Stärkung der Gläubigerrechte

Um die Gläubigerrechte zu stärken, wird die Möglichkeit geschaffen, bereits unmittelbar nach dem Eingang eines Eröffnungsantrags einen vorläufigen Gläubigerausschuss einzurichten, sofern im vorangegangenen Geschäftsjahr mindestens zwei der drei folgenden Schwellenwerte erreicht werden (§ 22a Abs. 1 InsO):

  • 4,84 Mio. Euro Bilanzsumme nach Abzug eines auf der Aktivseite ausgewiesenen Fehlbetrages i.S.v. § 268 Abs. 3 HGB,
  • 9,68 Mio.
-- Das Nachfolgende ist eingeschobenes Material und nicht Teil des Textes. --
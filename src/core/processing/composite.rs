use image::{DynamicImage, GenericImageView, GrayImage, RgbaImage};
use rayon::prelude::*;
use tracing::debug;

use super::ops::{packed_rgba, rgba_at};
use crate::error::{Error, Result};
use crate::types::Rgb;

/// `alpha * src + (1 - alpha) * bg` with `alpha = m / 255`, rounded.
#[inline]
pub fn blend_channel(src: u8, bg: u8, m: u8) -> u8 {
    let m = m as u32;
    ((m * src as u32 + (255 - m) * bg as u32 + 127) / 255) as u8
}

/// Composite `src` over solid white using `mask` as alpha.
pub fn composite_parallel(src: &DynamicImage, mask: &GrayImage) -> Result<RgbaImage> {
    composite_over(src, mask, Rgb::WHITE)
}

/// Composite `src` over a solid `background` using `mask` as alpha. Output is opaque.
///
/// Rows are split into one contiguous chunk per rayon worker; each chunk reads only its
/// own source and mask rows and writes only its own output rows. Returns once every
/// chunk is done.
pub fn composite_over(src: &DynamicImage, mask: &GrayImage, background: Rgb) -> Result<RgbaImage> {
    let (w, h) = src.dimensions();
    if mask.dimensions() != (w, h) {
        return Err(Error::DimensionMismatch {
            image_width: w,
            image_height: h,
            mask_width: mask.width(),
            mask_height: mask.height(),
        });
    }

    let (width, height) = (w as usize, h as usize);
    let row_bytes = width * 4;
    let mut out = vec![0u8; row_bytes * height];
    if out.is_empty() {
        return Ok(RgbaImage::new(w, h));
    }

    let workers = rayon::current_num_threads().max(1);
    let rows_per_chunk = height.div_ceil(workers);
    debug!(
        "Compositing {}x{} over {} in chunks of {} rows",
        w, h, background, rows_per_chunk
    );

    let mask_raw = mask.as_raw();
    let packed = packed_rgba(src);
    let bg = background.0;

    out.par_chunks_mut(rows_per_chunk * row_bytes)
        .enumerate()
        .for_each(|(chunk, rows)| {
            let first_row = chunk * rows_per_chunk;
            for (dy, out_row) in rows.chunks_exact_mut(row_bytes).enumerate() {
                let y = first_row + dy;
                let mask_row = &mask_raw[y * width..(y + 1) * width];
                match packed {
                    Some(buf) => {
                        let src_row = &buf.as_raw()[y * row_bytes..(y + 1) * row_bytes];
                        for ((dst, px), &m) in out_row
                            .chunks_exact_mut(4)
                            .zip(src_row.chunks_exact(4))
                            .zip(mask_row)
                        {
                            write_pixel(dst, [px[0], px[1], px[2]], bg, m);
                        }
                    }
                    None => {
                        let pixels = out_row.chunks_exact_mut(4).zip(mask_row);
                        for (x, (dst, &m)) in pixels.enumerate() {
                            let px = rgba_at(src, x as u32, y as u32);
                            write_pixel(dst, [px[0], px[1], px[2]], bg, m);
                        }
                    }
                }
            }
        });

    RgbaImage::from_vec(w, h, out)
        .ok_or_else(|| Error::Processing("composited buffer has the wrong length".to_string()))
}

#[inline]
fn write_pixel(dst: &mut [u8], src: [u8; 3], bg: [u8; 3], m: u8) {
    dst[0] = blend_channel(src[0], bg[0], m);
    dst[1] = blend_channel(src[1], bg[1], m);
    dst[2] = blend_channel(src[2], bg[2], m);
    dst[3] = 255;
}

#[cfg(test)]
mod tests {
    use super::*;
    use image::{Luma, Rgb as RgbPixel, RgbImage, Rgba};

    fn red_source(w: u32, h: u32) -> DynamicImage {
        DynamicImage::ImageRgba8(RgbaImage::from_pixel(w, h, Rgba([255, 0, 0, 255])))
    }

    fn half_mask(w: u32, h: u32) -> GrayImage {
        GrayImage::from_fn(w, h, |x, _| if x < w / 2 { Luma([0]) } else { Luma([255]) })
    }

    #[test]
    fn opaque_keeps_source_transparent_shows_white() {
        let out = composite_parallel(&red_source(10, 10), &half_mask(10, 10)).unwrap();
        assert_eq!(out.get_pixel(7, 5).0, [255, 0, 0, 255]);
        assert_eq!(out.get_pixel(2, 5).0, [255, 255, 255, 255]);
    }

    #[test]
    fn half_alpha_blends() {
        assert_eq!(blend_channel(0, 255, 128), 127);
        assert_eq!(blend_channel(200, 0, 255), 200);
        assert_eq!(blend_channel(200, 10, 0), 10);
    }

    #[test]
    fn custom_background() {
        let bg = Rgb([0, 0, 255]);
        let out = composite_over(&red_source(4, 4), &GrayImage::new(4, 4), bg).unwrap();
        assert!(out.pixels().all(|p| p.0 == [0, 0, 255, 255]));
    }

    #[test]
    fn generic_source_matches_packed() {
        let rgb = RgbImage::from_fn(37, 23, |x, y| RgbPixel([(x * 7) as u8, (y * 11) as u8, 90]));
        let mask = GrayImage::from_fn(37, 23, |x, y| Luma([((x * 13 + y * 5) % 256) as u8]));
        let generic = DynamicImage::ImageRgb8(rgb);
        let packed = DynamicImage::ImageRgba8(generic.to_rgba8());
        assert_eq!(
            composite_parallel(&generic, &mask).unwrap(),
            composite_parallel(&packed, &mask).unwrap()
        );
    }

    #[test]
    fn every_row_matches_sequential_reference() {
        let (w, h) = (31u32, 257u32);
        let src = RgbaImage::from_fn(w, h, |x, y| {
            Rgba([(x * 3) as u8, y as u8, (x ^ y) as u8, 255])
        });
        let mask = GrayImage::from_fn(w, h, |x, y| Luma([((x + y * 3) % 256) as u8]));
        let out = composite_parallel(&DynamicImage::ImageRgba8(src.clone()), &mask).unwrap();

        for y in 0..h {
            for x in 0..w {
                let s = src.get_pixel(x, y).0;
                let m = mask.get_pixel(x, y).0[0];
                let expected = [
                    blend_channel(s[0], 255, m),
                    blend_channel(s[1], 255, m),
                    blend_channel(s[2], 255, m),
                    255,
                ];
                assert_eq!(out.get_pixel(x, y).0, expected, "({x}, {y})");
            }
        }
    }

    #[test]
    fn mismatched_mask_is_rejected() {
        let err = composite_parallel(&red_source(10, 10), &GrayImage::new(5, 5)).unwrap_err();
        assert!(matches!(err, Error::DimensionMismatch { mask_width: 5, .. }));
    }

    #[test]
    fn empty_image() {
        let out = composite_parallel(&red_source(0, 0), &GrayImage::new(0, 0)).unwrap();
        assert_eq!(out.dimensions(), (0, 0));
    }
}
Euro Umsatzerlöse sowie
  • im Jahresdurchschnitt 50 Arbeitnehmer.

Auch unterhalb der Schwellenwerte erfolgt die Einrichtung eines vorläufigen Gläubigerausschusses auf Antrag des Schuldners, des vorläufigen Sachwalters oder eines Gläubigers, wenn Personen benannt werden, die als Mitglieder in Betracht kommen und dem Antrag die Einverständniserklärungen der benannten Personen beigefügt werden (§ 22a Abs. 2 InsO).

Die Befugnisse des vorläufigen Gläubigerausschusses sind weitreichend:

  • Vor Bestellung des Verwalters ist dem vorläufigen Gläubigerausschuss Gelegenheit zu geben, sich zu den Anforderungen  zu äußern, die an den Verwalter zu stellen sind (§ 56a Abs. 1 InsO).
  • Sofern sich der vorläufige Gläubigerausschuss einstimmig für eine bestimmte Person als Ver­walter ausspricht, ist diese Entscheidung für das Gericht bindend, es sei denn, die vorgeschlagene Person ist für die Übernahme des Amtes nicht geeignet (§ 56a Abs. 2 Satz 1 InsO).
  • Hat das Gericht ohne Anhörung des vorläufigen Gläubigerausschusses einen Verwalter bestellt, so kann der vorläufige Gläubigerausschuss in seiner ersten Sitzung mit einem einstimmigen Beschluss einen anderen Verwalter wählen (§ 56a Abs. 3 InsO).
  • Vor der Entscheidung über einen Antrag auf Eigenverwaltung ist dem vorläufigen Gläubigerausschuss Gelegenheit zur Äußerung zu geben (§ 270 Abs. 3 Satz 1 InsO).
  • Ein Antrag des Schuldners auf Eigenverwaltung kann vom Gericht nur abgelehnt werden, wenn Umstände bekannt sind, die erwarten lassen, dass die Anordnung zu Nachteilen für die Gläubiger führen wird (§ 270 Abs. 2 Nr. 2 InsO). Wird aber der Antrag von einem einstimmigen Beschluss des vorläufigen Gläubigerausschusses unterstützt, gilt die Anordnung als nicht nachteilig für die Gläubiger (§ 270 Abs. 3 Satz 2 InsO).